# Notes

### High Level Quick Read Through

So this isn't fundamentally a new setup or architecture, this is an improvement on the way that we calculate the returns for what we use when we compute the advantages. Let's go through a bit of background of what's going on and frame the problem and then show how GAE is better.

So the context is that in RL we want to find a policy that maximizes the expected cumulative reward. The objective function J(theta) is the expected return over all possible trajectories that could be generated by our policy. Our goal is to find theta such that it maximizes this value. Theta is the the params. To maximize J we perform gradient ascent on theta. The challenging part is calculating the gradient.

The policy gradient theorem gives us a way to compute this. The general / common form is:

$$
g = \nabla_\theta J(\theta) = \mathbb{E}_{\tau \sim \pi_\theta} \left[ \sum_{t=0}^T \Psi_t \nabla_\theta \log \pi_\theta(a_t | s_t) \right] \quad
$$

Where delta log pi term is the score function. This is a vector (of the same shape of our weights theta) of the gradient of the log probability with respect to the policys parameters. We then have Psi which acts as the magnitude and sign for our update. This in A2C is the advantage that we calculate.

This paper is about finding a good choice for Psi. First they go through the different existing and flawed choices for psi.
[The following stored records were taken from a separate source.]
/*
Read-only view of the colliders living in the physics world.

Rapier hands back a `&dyn Shape`; this turns it into a plain enum so the
debug overlay can `match` on it instead of probing with `as_ball()`,
`as_cuboid()` and friends at every draw call.

All coordinates are world space, in meters.
*/

use rapier2d::prelude::*;

#[derive(Debug, Clone, PartialEq)]
pub enum FixtureShape {
    Circle { center: Point<Real>, radius: Real },
    /// Convex outline (boxes included), vertices in winding order
    Polygon { vertices: Vec<Point<Real>> },
    /// Polyline; `closed` when a segment joins the last vertex back to the first
    Chain { vertices: Vec<Point<Real>>, closed: bool },
    Edge { a: Point<Real>, b: Point<Real> },
}

impl FixtureShape {
    /// Snapshot a collider's geometry in world space.
    /// Returns `None` for shape kinds the sandbox never creates (capsules, heightfields...).
    pub fn from_collider(collider: &Collider) -> Option<Self> {
        let pos = collider.position();
        let shape = collider.shape();

        if let Some(ball) = shape.as_ball() {
            return Some(FixtureShape::Circle {
                center: pos.translation.vector.into(),
                radius: ball.radius,
            });
        }

        if let Some(cuboid) = shape.as_cuboid() {
            // Corners counter-clockwise starting bottom-left (in local space)
            let hx = cuboid.half_extents.x;
            let hy = cuboid.half_extents.y;
            let corners = [
                point![-hx, -hy],
                point![hx, -hy],
                point![hx, hy],
                point![-hx, hy],
            ];
            return Some(FixtureShape::Polygon {
                vertices: corners.iter().map(|p| pos.transform_point(p)).collect(),
            });
        }

        if let Some(polygon) = shape.as_convex_polygon() {
            return Some(FixtureShape::Polygon {
                vertices: polygon.points().iter().map(|p| pos.transform_point(p)).collect(),
            });
        }

        if let Some(polyline) = shape.as_polyline() {
            return Some(FixtureShape::Chain {
                vertices: polyline.vertices().iter().map(|p| pos.transform_point(p)).collect(),
                closed: is_closed(polyline.indices()),
            });
        }

        if let Some(segment) = shape.as_segment() {
            return Some(FixtureShape::Edge {
                a: pos.transform_point(&segment.a),
                b: pos.transform_point(&segment.b),
            });
        }

        None
    }

    /// Short name used in log lines
    pub fn kind(&self) -> &'static str {
        match self {
            FixtureShape::Circle { .. } => "circle",
            FixtureShape::Polygon { .. } => "polygon",
            FixtureShape::Chain { closed: true, .. } => "loop",
            FixtureShape::Chain { closed: false, .. } => "chain",
            FixtureShape::Edge { .. } => "edge",
        }
    }
}

/// Segment index list for a polyline through `count` vertices.
/// A closed list has one extra segment from the last vertex back to the first.
pub fn polyline_indices(count: usize, closed: bool) -> Vec<[u32; 2]> {
    let count = count as u32;
    let mut indices: Vec<[u32; 2]> = (1..count).map(|i| [i - 1, i]).collect();
    if closed && count > 2 {
        indices.push([count - 1, 0]);
    }
    indices
}

/// True when the last segment ends where the first one starts
pub fn is_closed(indices: &[[u32; 2]]) -> bool {
    match (indices.first(), indices.last()) {
        (Some(first), Some(last)) => indices.len() > 1 && last[1] == first[0],
        _ => false,
    }
}
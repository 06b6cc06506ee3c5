use super::model::{GraphNode, PlacedGraph};

// One row of the selection detail panel
#[derive(Clone, Copy, Debug)]
pub struct NeighborEntry<'a> {
    pub node: &'a GraphNode,
    pub relationship_type: &'a str,
}

#[derive(Clone, Debug, Default)]
pub struct NeighborLists<'a> {
    pub incoming: Vec<NeighborEntry<'a>>,
    pub outgoing: Vec<NeighborEntry<'a>>,
}

impl NeighborLists<'_> {
    pub fn is_empty(&self) -> bool {
        self.incoming.is_empty() && self.outgoing.is_empty()
    }
}

// Built per request, never cached. Entries follow link order, which is
// ingest order, so the panel stays stable across recomputes.
pub fn neighbors_of<'a>(graph: &'a PlacedGraph, id: &str) -> NeighborLists<'a> {
    let mut lists = NeighborLists::default();
    let Some(selected) = graph.index_of(id) else {
        return lists;
    };
    for link in &graph.links {
        if link.target == selected {
            lists.incoming.push(NeighborEntry {
                node: &graph.nodes[link.source],
                relationship_type: &link.relationship_type,
            });
        }
        if link.source == selected {
            lists.outgoing.push(NeighborEntry {
                node: &graph.nodes[link.target],
                relationship_type: &link.relationship_type,
            });
        }
    }
    lists
}
use std::path::PathBuf;

use clap::Parser;
use eframe::egui;

use chainview::feed::records;
use chainview::gui::frontend::FlowApp;
use chainview::persistence::persist::{self, SessionFile};
use chainview::persistence::settings::AppSettings;

#[derive(Parser, Debug)]
#[command(name = "chainview", version, about = "Layered attack-surface flow graph viewer")]
struct Cli {
    /// Flow snapshot (JSON) to load instead of the saved session
    snapshot: Option<PathBuf>,

    /// Skip the saved session and start from the built-in demo snapshot
    #[arg(long)]
    fresh: bool,
}

fn main() -> eframe::Result {
    env_logger::init();
    let cli = Cli::parse();

    let settings = AppSettings::load().unwrap_or_default();
    persist::set_settings_override(settings.clone());

    let session = resolve_session(&cli);

    let options = eframe::NativeOptions {
        viewport: egui::ViewportBuilder::default()
            .with_inner_size([1300.0, 710.0])
            // Provide sensible bounds so the UI stays usable on small screens
            .with_min_inner_size([700.0, 420.0])
            .with_resizable(true),
        ..Default::default()
    };
    eframe::run_native(
        "Chainview",
        options,
        Box::new(move |_cc| Ok(Box::new(FlowApp::new(settings, session)) as Box<dyn eframe::App>)),
    )
}

// Startup order: explicit snapshot beats the saved session, --fresh beats
// both, and a missing session falls back to the demo graph.
fn resolve_session(cli: &Cli) -> SessionFile {
    if let Some(path) = &cli.snapshot {
        let snapshot = match records::load_snapshot(path) {
            Ok(s) => s,
            Err(e) => {
                eprintln!("chainview: {:#}", e);
                std::process::exit(2);
            }
        };
        // Keep the saved view where node ids still resolve
        let view = persist::load_active()
            .ok()
            .flatten()
            .map(|s| s.view)
            .unwrap_or_default();
        return SessionFile { snapshot, view };
    }
    if cli.fresh {
        return SessionFile {
            snapshot: records::demo_snapshot(),
            view: Default::default(),
        };
    }
    persist::load_active().ok().flatten().unwrap_or_else(|| SessionFile {
        snapshot: records::demo_snapshot(),
        view: Default::default(),
    })
}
1. The total reward of the trajectory
This means that we sum up the total reward so far for the trajectory. This has a few different flaws. The major one is the causality issue. Good or bad actions that happened in the past could cause this current action to be reinforced regardless if this action was good or bad. This would cause the updates to be very high variance, making the learning slow and unstable. 


2. The reward following action a_t
This is a bit better. Instead of for each one sum up the reward you look at the reward that you got from now until the future. So if you're looking at calculating psi for timestep 3 you would sum the reward for timestep 3 until the end of the episode. This helps to assign credit a bit better

3. Using a baseline
This is a trick that we use to reduce variance. We can subtract any function b(s_t) that depends only and only on the state s (and not the action you take) from our reward-to-go without changing the expected value of the gradient (that is to say introducing bias). This makes it more stable. A good baseline would be the avreage value of the state (which is the value function!)

4. Q- Function
This is another valid choice. The only issue is that it still suffers from high variance. For example in a state where all actions are good, all Q values will be large and positive and give a big gradient to reinforce any action in that state. It doesn't give a strong signal about which action is better than others.

5. Advantage Function
This is the best possible choice for psi from a variance perspective. It is the reward to go with the optimal baseline subtracted. The learning signal is centered around zero. Thisi s a much cleaner signal for learning. This paper is actually about finding the best way to estimate this quantity.

6. TD Residual
The TD residual is the one-step estimate of the advantage function. Because we don't have the perfect advantage function (what the critic is trying to learn), we can reduce the bias of it by increasing the variance by adding in the rewards of a certain number of time steps.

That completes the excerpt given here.